**Task brief:** Your task is to transcribe, without alteration, the lines from the top of the material below through the line bearing "can never overwrite", inclusive.
Provided data Block Start
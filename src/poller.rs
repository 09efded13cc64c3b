//! Background polling of `GET /api/status` into a process-wide cache.
//!
//! Every fetch takes a sequence number when it starts. A completion only lands if
//! no later-started fetch has landed first, so a slow response can never overwrite
//! fresher data. Failures keep the last good snapshot and flag it stale.

use std::sync::atomic::{AtomicU64, Ordering};
use std::sync::{Arc, Mutex};
use std::time::Duration;

use chrono::{DateTime, Local};
use serde::Serialize;
use tokio::sync::RwLock;
use tokio::task::JoinHandle;

use site_core::StatusSnapshot;

use crate::client::BackendClient;

#[derive(Clone, Debug, Default, Serialize)]
pub struct CachedStatus {
    /// `None` until the first successful poll.
    pub snapshot: Option<StatusSnapshot>,
    pub last_ok: Option<DateTime<Local>>,
    pub stale: bool,
    pub last_error: Option<String>,
}

#[derive(Default)]
struct CacheState {
    status: CachedStatus,
    applied_seq: u64,
}

/// Single writer (the poller), many readers (every page).
#[derive(Clone, Default)]
pub struct StatusCache {
    inner: Arc<RwLock<CacheState>>,
    next_seq: Arc<AtomicU64>,
}

impl StatusCache {
    pub fn new() -> Self {
        Self::default()
    }

    /// Claim the sequence number for a fetch that is about to start.
    pub fn begin(&self) -> u64 {
        self.next_seq.fetch_add(1, Ordering::SeqCst) + 1
    }

    /// Store `snapshot` unless a newer fetch already landed. Returns whether it was stored.
    pub async fn try_apply(&self, seq: u64, snapshot: StatusSnapshot) -> bool {
        let mut state = self.inner.write().await;
        if seq <= state.applied_seq {
            tracing::debug!("discarding stale status response seq={} applied={}", seq, state.applied_seq);
            return false;
        }
        state.applied_seq = seq;
        state.status = CachedStatus {
            snapshot: Some(snapshot),
            last_ok: Some(Local::now()),
            stale: false,
            last_error: None,
        };
        true
    }

    /// Record a failed fetch. Ignored when a newer fetch already succeeded.
    pub async fn mark_failed(&self, seq: u64, reason: String) -> bool {
        let mut state = self.inner.write().await;
        if seq <= state.applied_seq {
            return false;
        }
        state.status.stale = true;
        state.status.last_error = Some(reason);
        true
    }

    pub async fn current(&self) -> CachedStatus {
        self.inner.read().await.status.clone()
    }
}

/// Fetches status into a cache; cloned into every spawned task.
#[derive(Clone)]
pub struct Poller {
    client: BackendClient,
    cache: StatusCache,
}

impl Poller {
    pub fn new(client: BackendClient, cache: StatusCache) -> Self {
        Self { client, cache }
    }

    pub fn cache(&self) -> &StatusCache {
        &self.cache
    }

    /// One guarded fetch. Returns whether the cache now holds this response.
    pub async fn poll_once(&self) -> bool {
        let seq = self.cache.begin();
        match self.client.fetch_status().await {
            Ok(snapshot) => {
                let stored = self.cache.try_apply(seq, snapshot).await;
                if stored {
                    tracing::debug!("status refreshed seq={}", seq);
                }
                stored
            }
            Err(err) => {
                tracing::warn!("status poll failed seq={} err={}", seq, err);
                self.cache.mark_failed(seq, err.to_string()).await;
                false
            }
        }
    }

    /// Start polling every `every`, first tick immediately.
    pub fn spawn(self, every: Duration) -> PollerHandle {
        let inflight: Arc<Mutex<Vec<JoinHandle<()>>>> = Arc::new(Mutex::new(Vec::new()));
        let tracked = inflight.clone();
        let timer = tokio::spawn(async move {
            let mut interval = tokio::time::interval(every);
            interval.set_missed_tick_behavior(tokio::time::MissedTickBehavior::Delay);
            loop {
                interval.tick().await;
                // Independent fetch per tick; a slow one never delays the next.
                let poller = self.clone();
                let task = tokio::spawn(async move {
                    poller.poll_once().await;
                });
                let mut tasks = lock_tasks(&tracked);
                tasks.retain(|t| !t.is_finished());
                tasks.push(task);
            }
        });
        tracing::info!("status poller started interval_secs={}", every.as_secs());
        PollerHandle { timer, inflight }
    }
}

/// Owns the poll timer and its in-flight fetches. Dropping it stops both.
pub struct PollerHandle {
    timer: JoinHandle<()>,
    inflight: Arc<Mutex<Vec<JoinHandle<()>>>>,
}

impl PollerHandle {
    pub fn shutdown(self) {
        tracing::info!("status poller stopping");
        drop(self);
    }

    pub fn is_running(&self) -> bool {
        !self.timer.is_finished()
    }

    fn abort_all(&self) {
        self.timer.abort();
        for task in lock_tasks(&self.inflight).drain(..) {
            task.abort();
        }
    }
}

impl Drop for PollerHandle {
    fn drop(&mut self) {
        self.abort_all();
    }
}

fn lock_tasks(tasks: &Mutex<Vec<JoinHandle<()>>>) -> std::sync::MutexGuard<'_, Vec<JoinHandle<()>>> {
    match tasks.lock() {
        Ok(guard) => guard,
        Err(poisoned) => poisoned.into_inner(),
    }
}

#[cfg(test)]
mod tests {
    use super::*;

    fn snapshot_with_soc(soc: f64) -> StatusSnapshot {
        let mut snap = StatusSnapshot::default();
        snap.ess.soc = soc;
        snap
    }

    #[tokio::test]
    async fn newer_request_wins() {
        let cache = StatusCache::new();
        let first = cache.begin();
        let second = cache.begin();

        assert!(cache.try_apply(second, snapshot_with_soc(80.0)).await);
        assert!(!cache.try_apply(first, snapshot_with_soc(10.0)).await);

        let current = cache.current().await;
        assert_eq!(current.snapshot.map(|s| s.ess.soc), Some(80.0));
    }

    #[tokio::test]
    async fn failure_keeps_last_snapshot() {
        let cache = StatusCache::new();
        let ok = cache.begin();
        cache.try_apply(ok, snapshot_with_soc(55.0)).await;

        let bad = cache.begin();
        assert!(cache.mark_failed(bad, "connection refused".to_string()).await);

        let current = cache.current().await;
        assert!(current.stale);
        assert_eq!(current.last_error.as_deref(), Some("connection refused"));
        assert_eq!(current.snapshot.map(|s| s.ess.soc), Some(55.0));
    }

    #[tokio::test]
    async fn late_failure_does_not_flag_fresh_data() {
        let cache = StatusCache::new();
        let older = cache.begin();
        let newer = cache.begin();
        cache.try_apply(newer, snapshot_with_soc(60.0)).await;

        assert!(!cache.mark_failed(older, "timeout".to_string()).await);
        assert!(!cache.current().await.stale);
    }

    #[tokio::test]
    async fn success_clears_stale() {
        let cache = StatusCache::new();
        let bad = cache.begin();
        cache.mark_failed(bad, "down".to_string()).await;
        assert!(cache.current().await.stale);
        assert!(cache.current().await.snapshot.is_none());

        let ok = cache.begin();
        cache.try_apply(ok, StatusSnapshot::default()).await;
        let current = cache.current().await;
        assert!(!current.stale);
        assert!(current.last_error.is_none());
        assert!(current.last_ok.is_some());
    }
}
Provided data Block End
**Result of this task:**
filename src/poller.rs
repository 09efded13cc64c3b
//! Background polling of `GET /api/status` into a process-wide cache.
//!
//! Every fetch takes a sequence number when it starts. A completion only lands if
//! no later-started fetch has landed first, so a slow response can never overwrite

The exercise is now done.